The notice documents a proposed sale of 455,884 Class A shares valued at $3.49 million, slated for 09/04/2025, and identifies the broker handling the trade. The filing traces the provenance of the shares to both a prior gift and multiple issuer RSU grants, which clarifies the holding periods and transfer mechanics relevant under Rule 144. Recent July 2025 sales by related parties totaling 523,809 shares for $4.32 million are also disclosed, which investors may consider when assessing insider liquidity but do not, by themselves, constitute operational or financial statements about the company.
TL;DR: Properly completed Form 144 showing insider-related transfers and planned market sales; disclosure appears procedurally compliant.

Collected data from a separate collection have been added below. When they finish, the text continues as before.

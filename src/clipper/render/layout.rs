use std::path::Path;

use serde::{Deserialize, Serialize};

/// How the source frame is fitted into the vertical canvas.
#[derive(Debug, Clone, Copy, PartialEq, Eq, Default, Serialize, Deserialize, clap::ValueEnum)]
#[serde(rename_all = "kebab-case")]
pub enum RenderLayout {
    /// Scale to canvas height and center-crop the width
    Crop,
    /// Blurred, cropped copy as background with the full frame fitted on top
    #[default]
    BlurFill,
}

impl RenderLayout {
    /// Output file name for the 1-based clip `index`.
    pub fn output_file_name(&self, index: usize) -> String {
        match self {
            RenderLayout::Crop => format!("clip_{index:03}_9x16_subs.mp4"),
            RenderLayout::BlurFill => format!("clip_{index:03}_9x16_blur_subs.mp4"),
        }
    }

    /// ffmpeg flag that carries the graph built by [`RenderLayout::filter_graph`].
    pub fn filter_flag(&self) -> &'static str {
        match self {
            RenderLayout::Crop => "-vf",
            RenderLayout::BlurFill => "-filter_complex",
        }
    }

    /// Build the filter graph that fits the frame and burns in `subtitle_path`.
    pub fn filter_graph(&self, canvas: (u32, u32), blur: u32, subtitle_path: &Path) -> String {
        let (width, height) = canvas;
        let subtitles = format!("subtitles='{}'", escape_ffmpeg_path(subtitle_path));

        match self {
            RenderLayout::Crop => format!(
                "scale=-2:{height}:flags=lanczos,crop={width}:{height},{subtitles}"
            ),
            RenderLayout::BlurFill => format!(
                "[0:v]scale={width}:{height}:force_original_aspect_ratio=increase,boxblur={blur}:1,crop={width}:{height}[bg];\
[0:v]scale={width}:{height}:force_original_aspect_ratio=decrease[fg];\
[bg][fg]overlay=(W-w)/2:(H-h)/2,{subtitles}"
            ),
        }
    }
}

impl std::fmt::Display for RenderLayout {
    fn fmt(&self, f: &mut std::fmt::Formatter<'_>) -> std::fmt::Result {
        match self {
            RenderLayout::Crop => write!(f, "crop"),
            RenderLayout::BlurFill => write!(f, "blur-fill"),
        }
    }
}

/// Escape a path for use inside a quoted ffmpeg filter argument.
pub fn escape_ffmpeg_path(path: &Path) -> String {
    path.to_string_lossy()
        .replace('\\', "/")
        .replace('\'', "'\\''")
        .replace(':', "\\:")
}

The filing lists the nature of acquisitions (gift, RSUs, conversion of Class B shares) and includes a signer representation about the absence of undisclosed material information. The record of multiple acquisition dates and the broker name supports compliance with resale rules. The disclosure of recent sales by related trusts and the individual provides transparency on insider dispositions. The document does not present any governance actions or allegations beyond routine securities disposition reporting.